By Gary Moskalyk
Record: 37-15-1 PTS 76 .704% 2nd GF 229 GA 149 +80 PP 26.7% PK 86.9% Playoff Result: 2nd Round Exit
Key Players Lost 2002: F Brady Frattinger 28-23-51 139 PIMs, F Ben Hackl 13-28-41, F Jordan Pfoh 17-18-35, F Tyler Earl 7-15-22, D Max Rath 2-11-13 150 PIMs, F Derek Koivisto 5-6-11, G Eric Clark 22-12-1 2.78 .913, G Zac MacDonald 14-3-0 2.77 .896.
Returning Players: F Max Roby 18-15-33 31 games, F Kaden Bandura, D Sebastiano Biagi, F Ryland Maier, F McLaren Paulsen, F Bryce Benfield 20-28-48, McKale Paul.
Notable Departures: F Landen Stromme 24-27-51 90 PIMs, F James Hooton 28-19-47, D Easton Debray 9-23-32.

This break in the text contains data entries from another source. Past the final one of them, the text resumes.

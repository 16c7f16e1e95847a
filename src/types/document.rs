//! Document upload records and ingestion status.

use std::fmt;

use serde::{Deserialize, Serialize};
use strum::EnumString;

use super::DocumentId;

/// A document accepted by the service, paired with its source filename.
#[derive(Debug, Clone, PartialEq, Eq, Serialize, Deserialize)]
pub struct DocumentUploadRecord {
    pub document_id: DocumentId,
    pub name: String,
}

impl DocumentUploadRecord {
    pub fn new(document_id: impl Into<DocumentId>, name: impl Into<String>) -> Self {
        Self {
            document_id: document_id.into(),
            name: name.into(),
        }
    }
}

/// Raw processing status reported by the service for one document.
#[derive(Debug, Clone, PartialEq, Eq, Hash, EnumString, Serialize, Deserialize)]
#[strum(serialize_all = "lowercase", ascii_case_insensitive)]
#[serde(from = "String", into = "String")]
pub enum DocumentStatus {
    Pending,
    Processing,
    Retrying,
    Completed,
    Failed,
    Cancelled,
    #[strum(default)]
    Other(String),
}

impl DocumentStatus {
    pub fn as_str(&self) -> &str {
        match self {
            Self::Pending => "pending",
            Self::Processing => "processing",
            Self::Retrying => "retrying",
            Self::Completed => "completed",
            Self::Failed => "failed",
            Self::Cancelled => "cancelled",
            Self::Other(raw) => raw,
        }
    }

    pub fn is_completed(&self) -> bool {
        matches!(self, Self::Completed)
    }
}

impl fmt::Display for DocumentStatus {
    fn fmt(&self, f: &mut fmt::Formatter<'_>) -> fmt::Result {
        f.write_str(self.as_str())
    }
}

impl From<String> for DocumentStatus {
    fn from(raw: String) -> Self {
        raw.parse().unwrap_or(Self::Other(raw))
    }
}

impl From<DocumentStatus> for String {
    fn from(status: DocumentStatus) -> Self {
        status.to_string()
    }
}

/// Metadata returned for a single document.
#[derive(Debug, Clone, PartialEq, Serialize, Deserialize)]
pub struct DocumentMetadata {
    pub status: DocumentStatus,
    #[serde(default, skip_serializing_if = "Option::is_none")]
    pub name: Option<String>,
}

/// Outcome of one status check, as seen by the ingestion monitor.
#[derive(Debug, Clone, PartialEq, Eq)]
pub enum IngestionStatus {
    /// Still being processed; carries the raw remote status.
    Processing(DocumentStatus),
    Completed,
    /// The status query failed; inconclusive.
    Unknown,
}

impl IngestionStatus {
    pub fn is_completed(&self) -> bool {
        matches!(self, Self::Completed)
    }
}

impl From<DocumentStatus> for IngestionStatus {
    fn from(status: DocumentStatus) -> Self {
        if status.is_completed() {
            Self::Completed
        } else {
            Self::Processing(status)
        }
    }
}

#[cfg(test)]
mod tests {
    use super::*;

    #[test]
    fn known_statuses_parse_case_insensitively() {
        assert_eq!(
            DocumentStatus::from("COMPLETED".to_string()),
            DocumentStatus::Completed
        );
        assert_eq!(
            DocumentStatus::from("processing".to_string()),
            DocumentStatus::Processing
        );
    }

    #[test]
    fn unrecognized_status_is_kept_verbatim() {
        let status = DocumentStatus::from("queued_for_ocr".to_string());
        assert_eq!(status, DocumentStatus::Other("queued_for_ocr".into()));
        assert_eq!(status.to_string(), "queued_for_ocr");
        assert!(!IngestionStatus::from(status).is_completed());
    }

    #[test]
    fn only_completed_classifies_as_done() {
        assert!(IngestionStatus::from(DocumentStatus::Completed).is_completed());
        assert!(!IngestionStatus::from(DocumentStatus::Failed).is_completed());
        assert!(!IngestionStatus::Unknown.is_completed());
    }

    #[test]
    fn metadata_deserializes_from_service_payload() {
        let meta: DocumentMetadata = serde_json::from_value(serde_json::json!({
            "id": "doc-1",
            "name": "guidelines.pdf",
            "status": "retrying",
            "created_at": "2025-01-01T00:00:00Z"
        }))
        .unwrap();
        assert_eq!(meta.status, DocumentStatus::Retrying);
        assert_eq!(meta.name.as_deref(), Some("guidelines.pdf"));
    }
}
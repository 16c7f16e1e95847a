//! Discover local PDFs and upload them into a datastore.

use std::path::{Path, PathBuf};
use std::sync::Arc;

use tracing::{info, warn};

use crate::client::AgentService;
use crate::error::{MedAssistError, Result};
use crate::types::{DatastoreRef, DocumentUploadRecord};

/// A file queued for upload.
#[derive(Debug, Clone, PartialEq, Eq)]
pub struct LocalDocument {
    pub path: PathBuf,
    pub name: String,
    pub size_bytes: u64,
}

impl LocalDocument {
    pub fn size_mb(&self) -> f64 {
        self.size_bytes as f64 / (1024.0 * 1024.0)
    }
}

/// Find `*.pdf` files directly inside `dir`, sorted by file name.
///
/// Entries that cannot be inspected (dangling links, permission errors) are
/// logged and skipped.
pub async fn discover_pdfs(dir: &Path) -> Result<Vec<LocalDocument>> {
    let is_dir = tokio::fs::metadata(dir)
        .await
        .map(|m| m.is_dir())
        .unwrap_or(false);
    if !is_dir {
        return Err(MedAssistError::Configuration(format!(
            "Documents directory not found: {}",
            dir.display()
        )));
    }

    let mut documents = Vec::new();
    let mut entries = tokio::fs::read_dir(dir).await?;
    while let Some(entry) = entries.next_entry().await? {
        let path = entry.path();
        let is_pdf = path
            .extension()
            .and_then(|ext| ext.to_str())
            .is_some_and(|ext| ext.eq_ignore_ascii_case("pdf"));
        if !is_pdf {
            continue;
        }
        let metadata = match tokio::fs::metadata(&path).await {
            Ok(metadata) => metadata,
            Err(error) => {
                warn!(path = %path.display(), error = %error, "skipping unreadable entry");
                continue;
            }
        };
        if !metadata.is_file() {
            continue;
        }
        let Some(name) = path.file_name().and_then(|n| n.to_str()).map(str::to_string) else {
            warn!(path = %path.display(), "skipping file with non UTF-8 name");
            continue;
        };
        documents.push(LocalDocument {
            path,
            name,
            size_bytes: metadata.len(),
        });
    }

    documents.sort_by(|a, b| a.name.cmp(&b.name));
    Ok(documents)
}

/// Per-file upload progress.
#[derive(Debug, Clone, PartialEq)]
pub enum UploadEvent {
    Started { document: LocalDocument },
    Uploaded { record: DocumentUploadRecord },
    Failed { name: String, error: String },
}

/// Callback receiving upload progress.
pub type UploadEventSink = Arc<dyn Fn(&UploadEvent) + Send + Sync>;

/// A file that could not be uploaded.
#[derive(Debug)]
pub struct UploadFailure {
    pub name: String,
    pub error: MedAssistError,
}

/// Result of a batch upload; partial success is normal.
#[derive(Debug, Default)]
pub struct UploadSummary {
    pub uploaded: Vec<DocumentUploadRecord>,
    pub failed: Vec<UploadFailure>,
}

/// Upload every document in order. A failing file is recorded and skipped.
pub async fn upload_all(
    service: &dyn AgentService,
    datastore: &DatastoreRef,
    documents: &[LocalDocument],
    sink: Option<UploadEventSink>,
) -> UploadSummary {
    let emit = |event: UploadEvent| {
        if let Some(sink) = &sink {
            sink(&event);
        }
    };
    let mut summary = UploadSummary::default();

    for document in documents {
        emit(UploadEvent::Started {
            document: document.clone(),
        });

        match upload_one(service, datastore, document).await {
            Ok(record) => {
                info!(name = %record.name, document = %record.document_id, "uploaded");
                emit(UploadEvent::Uploaded {
                    record: record.clone(),
                });
                summary.uploaded.push(record);
            }
            Err(error) => {
                warn!(name = %document.name, error = %error, "upload failed");
                emit(UploadEvent::Failed {
                    name: document.name.clone(),
                    error: error.to_string(),
                });
                summary.failed.push(UploadFailure {
                    name: document.name.clone(),
                    error,
                });
            }
        }
    }

    summary
}

async fn upload_one(
    service: &dyn AgentService,
    datastore: &DatastoreRef,
    document: &LocalDocument,
) -> Result<DocumentUploadRecord> {
    let bytes = tokio::fs::read(&document.path).await?;
    let id = service
        .ingest_document(datastore, &document.name, bytes)
        .await?;
    Ok(DocumentUploadRecord::new(id, document.name.clone()))
}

Goalies: Ewan Soutar 7-3-0 2.36 .927 Grand Forks Border Bruins (KIJHL), Braxton Castagno 15-6-1 2.99 .902 Maine Nordiques 18U AAA.
After a crushing seven-game semi-final exit against the Thunder Bay North Stars in last year’s playoffs the Dryden Ice Dogs are looking to atone. Dryden is no stranger to winning championships, capturing consecutive titles as recently as 2017 and 2018 under head coach Kurt Walsten. A hard-rock defenceman as a player, Walsten traditionally ices a physical, deep line-up.

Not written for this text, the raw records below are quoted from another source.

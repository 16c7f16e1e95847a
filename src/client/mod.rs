//! Agent service trait and its HTTP implementation.

pub mod contextual;
pub mod http;

pub use contextual::ContextualClient;

use async_trait::async_trait;

use crate::error::Result;
use crate::types::{
    AgentRef, CreateAgentRequest, Datastore, DatastoreRef, DocumentId, DocumentMetadata,
    QueryRequest, QueryResponse, UpdateAgentRequest,
};

/// Remote agent-and-datastore service.
///
/// Every call is a single request/response round trip; no call retries on
/// its own. Callers decide whether a failure is fatal or inconclusive.
#[async_trait]
pub trait AgentService: Send + Sync {
    async fn list_datastores(&self) -> Result<Vec<Datastore>>;

    async fn create_datastore(&self, name: &str) -> Result<DatastoreRef>;

    async fn create_agent(&self, request: &CreateAgentRequest) -> Result<AgentRef>;

    /// Idempotent partial update of an existing agent.
    async fn update_agent(&self, agent: &AgentRef, update: &UpdateAgentRequest) -> Result<()>;

    /// Upload one file into a datastore. Ingestion continues asynchronously.
    async fn ingest_document(
        &self,
        datastore: &DatastoreRef,
        filename: &str,
        bytes: Vec<u8>,
    ) -> Result<DocumentId>;

    async fn document_metadata(
        &self,
        datastore: &DatastoreRef,
        document: &DocumentId,
    ) -> Result<DocumentMetadata>;

    async fn query_agent(&self, agent: &AgentRef, request: &QueryRequest) -> Result<QueryResponse>;
}
//! Tests for environment-driven configuration.

use std::sync::{Mutex, OnceLock};

use medassist::config::{
    MedAssistConfig, AGENT_ID_ENV, API_KEY_ENV, BASE_URL_ENV, DOCS_DIR_ENV, FALLBACK_AGENT_ID,
};
use medassist::error::MedAssistError;

static ENV_LOCK: OnceLock<Mutex<()>> = OnceLock::new();

const CONFIG_ENV_VARS: [&str; 4] = [API_KEY_ENV, BASE_URL_ENV, AGENT_ID_ENV, DOCS_DIR_ENV];

struct EnvGuard {
    saved: Vec<(String, Option<String>)>,
}

impl EnvGuard {
    fn capture(keys: &[&str]) -> Self {
        let saved = keys
            .iter()
            .map(|key| ((*key).to_string(), std::env::var(key).ok()))
            .collect();
        Self { saved }
    }
}

impl Drop for EnvGuard {
    fn drop(&mut self) {
        for (key, value) in &self.saved {
            match value {
                Some(v) => std::env::set_var(key, v),
                None => std::env::remove_var(key),
            }
        }
    }
}

fn env_lock_guard() -> std::sync::MutexGuard<'static, ()> {
    ENV_LOCK
        .get_or_init(|| Mutex::new(()))
        .lock()
        .unwrap_or_else(|poisoned| poisoned.into_inner())
}

#[test]
fn from_env_reads_key_and_agent() {
    let _lock = env_lock_guard();
    let _guard = EnvGuard::capture(&CONFIG_ENV_VARS);
    for key in CONFIG_ENV_VARS {
        std::env::remove_var(key);
    }
    std::env::set_var(API_KEY_ENV, "key-from-env");
    std::env::set_var(AGENT_ID_ENV, "agent-from-env");

    let config = MedAssistConfig::from_env().unwrap();

    assert_eq!(config.api_key(), "key-from-env");
    assert_eq!(config.agent_id(), Some("agent-from-env"));
}

#[test]
fn from_env_without_key_is_fatal() {
    let _lock = env_lock_guard();
    let _guard = EnvGuard::capture(&CONFIG_ENV_VARS);
    for key in CONFIG_ENV_VARS {
        std::env::remove_var(key);
    }

    let err = MedAssistConfig::from_env().unwrap_err();

    assert!(matches!(err, MedAssistError::Configuration(_)));
}

#[test]
fn builder_setters_override_defaults() {
    let config = MedAssistConfig::new("k")
        .with_base_url("http://localhost:8080/")
        .with_docs_dir("/srv/docs");

    assert_eq!(config.base_url(), "http://localhost:8080");
    assert_eq!(config.agent_id_or_fallback(), FALLBACK_AGENT_ID);
    assert_eq!(config.docs_dir().to_str(), Some("/srv/docs"));
}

The 2023-24 season will likely follow the script.
“What we tell our guys is what you did last year means nothing. You’re going to earn your ice time here by what you do this year. . . Last year is behind us. We want to be the hardest working team in the league,” said last year’s coach-of-the-year.
“For us here, we try to work on the little things. We’re not a one-dimensional team. We take pride in our d-zone. If we work hard and take care of our d-zone, that creates your offence.”

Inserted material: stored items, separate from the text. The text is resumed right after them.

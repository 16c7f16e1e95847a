//! Poll uploaded documents until they finish ingesting or a deadline passes.

use std::sync::Arc;
use std::time::Duration;

use tokio::time::Instant;
use tracing::{debug, info, warn};

use crate::client::AgentService;
use crate::config::{DEFAULT_MAX_WAIT, DEFAULT_POLL_INTERVAL};
use crate::types::{DatastoreRef, DocumentUploadRecord, IngestionStatus};

/// Deadline and cadence for an ingestion wait.
#[derive(Debug, Clone, Copy, PartialEq, Eq)]
pub struct IngestionSettings {
    /// Total wall-clock budget before reporting a timeout.
    pub max_wait: Duration,
    /// Pause between poll cycles.
    pub poll_interval: Duration,
}

impl Default for IngestionSettings {
    fn default() -> Self {
        Self {
            max_wait: DEFAULT_MAX_WAIT,
            poll_interval: DEFAULT_POLL_INTERVAL,
        }
    }
}

/// Progress emitted while waiting.
#[derive(Debug, Clone, PartialEq)]
pub enum IngestionEvent {
    /// A document is not done yet after this cycle's check.
    Pending {
        cycle: u32,
        document: DocumentUploadRecord,
        status: IngestionStatus,
    },
    /// End of a cycle with work remaining; the monitor is about to sleep.
    Waiting {
        cycle: u32,
        elapsed: Duration,
        pending: usize,
    },
    Completed {
        cycles: u32,
        elapsed: Duration,
    },
    TimedOut {
        elapsed: Duration,
        pending: Vec<DocumentUploadRecord>,
    },
}

/// Callback receiving ingestion progress.
pub type IngestionEventSink = Arc<dyn Fn(&IngestionEvent) + Send + Sync>;

/// How an ingestion wait ended.
#[derive(Debug, Clone, PartialEq)]
pub enum IngestionOutcome {
    Completed,
    /// Deadline passed; these documents may still finish remotely.
    TimedOut { pending: Vec<DocumentUploadRecord> },
}

/// Summary of one ingestion wait.
#[derive(Debug, Clone, PartialEq)]
pub struct IngestionReport {
    pub outcome: IngestionOutcome,
    pub cycles: u32,
    pub status_checks: usize,
    pub elapsed: Duration,
}

impl IngestionReport {
    pub fn is_completed(&self) -> bool {
        matches!(self.outcome, IngestionOutcome::Completed)
    }

    /// Documents still pending at the deadline (empty on success).
    pub fn pending(&self) -> &[DocumentUploadRecord] {
        match &self.outcome {
            IngestionOutcome::Completed => &[],
            IngestionOutcome::TimedOut { pending } => pending,
        }
    }
}

/// Waits for a batch of uploaded documents to finish remote processing.
///
/// Status-query failures are inconclusive: the document stays pending and
/// is checked again next cycle. A timeout is reported as an outcome, never
/// as an error.
pub struct IngestionMonitor<'a> {
    service: &'a dyn AgentService,
    datastore: &'a DatastoreRef,
    settings: IngestionSettings,
    event_sink: Option<IngestionEventSink>,
}

impl<'a> IngestionMonitor<'a> {
    pub fn new(service: &'a dyn AgentService, datastore: &'a DatastoreRef) -> Self {
        Self {
            service,
            datastore,
            settings: IngestionSettings::default(),
            event_sink: None,
        }
    }

    pub fn with_settings(mut self, settings: IngestionSettings) -> Self {
        self.settings = settings;
        self
    }

    pub fn with_event_sink(mut self, sink: IngestionEventSink) -> Self {
        self.event_sink = Some(sink);
        self
    }

    fn emit(&self, event: IngestionEvent) {
        if let Some(sink) = &self.event_sink {
            sink(&event);
        }
    }

    async fn check(&self, record: &DocumentUploadRecord) -> IngestionStatus {
        match self
            .service
            .document_metadata(self.datastore, &record.document_id)
            .await
        {
            Ok(metadata) => IngestionStatus::from(metadata.status),
            Err(e) => {
                warn!(
                    document = %record.document_id,
                    name = %record.name,
                    error = %e,
                    "status check failed; treating as still pending"
                );
                IngestionStatus::Unknown
            }
        }
    }

    /// Poll until every record is completed or `max_wait` has elapsed.
    pub async fn wait_for(&self, records: &[DocumentUploadRecord]) -> IngestionReport {
        let start = Instant::now();
        let mut pending: Vec<&DocumentUploadRecord> = records.iter().collect();
        let mut cycles = 0u32;
        let mut status_checks = 0usize;

        if pending.is_empty() {
            debug!("no documents to monitor");
            return IngestionReport {
                outcome: IngestionOutcome::Completed,
                cycles,
                status_checks,
                elapsed: Duration::ZERO,
            };
        }

        info!(
            datastore = %self.datastore,
            documents = pending.len(),
            max_wait_secs = self.settings.max_wait.as_secs(),
            "waiting for ingestion"
        );

        while start.elapsed() < self.settings.max_wait {
            cycles += 1;
            let mut still_pending = Vec::with_capacity(pending.len());

            for record in pending {
                status_checks += 1;
                let status = self.check(record).await;
                if status.is_completed() {
                    debug!(document = %record.document_id, "ingestion completed");
                    continue;
                }
                self.emit(IngestionEvent::Pending {
                    cycle: cycles,
                    document: record.clone(),
                    status,
                });
                still_pending.push(record);
            }
            pending = still_pending;

            let elapsed = start.elapsed();
            if pending.is_empty() {
                info!(cycles, elapsed_secs = elapsed.as_secs(), "all documents ingested");
                self.emit(IngestionEvent::Completed { cycles, elapsed });
                return IngestionReport {
                    outcome: IngestionOutcome::Completed,
                    cycles,
                    status_checks,
                    elapsed,
                };
            }

            self.emit(IngestionEvent::Waiting {
                cycle: cycles,
                elapsed,
                pending: pending.len(),
            });
            tokio::time::sleep(self.settings.poll_interval).await;
        }

        let elapsed = start.elapsed();
        let pending: Vec<DocumentUploadRecord> = pending.into_iter().cloned().collect();
        warn!(
            pending = pending.len(),
            elapsed_secs = elapsed.as_secs(),
            "timed out waiting for ingestion"
        );
        self.emit(IngestionEvent::TimedOut {
            elapsed,
            pending: pending.clone(),
        });
        IngestionReport {
            outcome: IngestionOutcome::TimedOut { pending },
            cycles,
            status_checks,
            elapsed,
        }
    }
}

The Ice Dogs typically lead the SIJHL in size. They do again this year. Based on the 26 players on their roster the average Ice Dog is nearly 6’2 and weighs in at 200 pounds.
“You look at our stats. Most teams are homers in this league. . . We play the same way no matter where we are. Losing to Thunder Bay–tough. Losing to any team in the game seven in double-overtime is tough. . . Look at all the things we could have done and didn’t–that’s a lot harder to lose that way than losing 10-0 or four straight.”
Walsten’s game plan against Kenora (an exhibition game 4-2 loss) was non-existent by design. Assistant coach Jake Gushue took the reins while Walsten assessed.
“You’re trying to see, especially the new guys coming in here, what they can do. Our game plan was ‘Hey, we’re going to drop the puck. We’re going to drop the puck, we’re going to work hard, and when you hear a whistle get out of there. Once the regular season begins we’re going to have a forecheck, we’re going to have a d-zone. We haven’t even worked the powerplay and it showed yesterday.”
The penalty kill had two scored against that game. Dryden outshot Kenora 55-31 on the plus side. Dryden sat most of their big guns. The next day Dryden defeated Fort Frances to even their record at 1-1 in the preseason.
Last year Dryden the most goals scored in the league, and led the SIJHL in powerplay and penalty kill.
“All we want our guys to do is compete. When you compete hard it shows you care,” said Walsten. “If you care and make a mistake there’s nothing wrong with that. But when you don’t work hard, and you make excuses, and you have bad body language why would we reward you?”
Walsten’s currently the longest tenured coach in the league. He brings a strong work ethic to the table and expects the same.
“When you play junior hockey you haven’t done anything in the hockey world,” he offered. “You should be working hard to use that junior opportunity to get somewhere in hockey–a scholarship, sign a pro contract. So why not when you’re here work hard?
“It’s not all about winning and losing. You can lose a game and do it the correct way,” Walsten continued. “You lose a game and you’re lipping off to the ref, and you’re busting sticks and acting brutal, well that’s unacceptable here. It’s not all about winning and losing. You can lose a game and do it the correct way.”
Walsten is currently the longest tenured coach in the SIJHL. The Dogs have seven returning players. Goalies Zac MacDonald and Eric Clark are not on that list. Just two defenceman and five forwards are back. The remaining players will be tasked to learn the Dryden Way.
“You can’t hope for breaks, you have to make your breaks,” he said. “This year is a totally new year. Right now, every team thinks they’re going to win this year. The reality of it all: there’s only going to be one. . . It’s what your team is when the playoffs come.”
Don’t be wishing Kurt Walsten luck. That’s a two-minute minor (maybe even a penalty shot) in his world.
Dryden opens with a weekend set against Fort Frances followed by a home-and-home against Red Lake.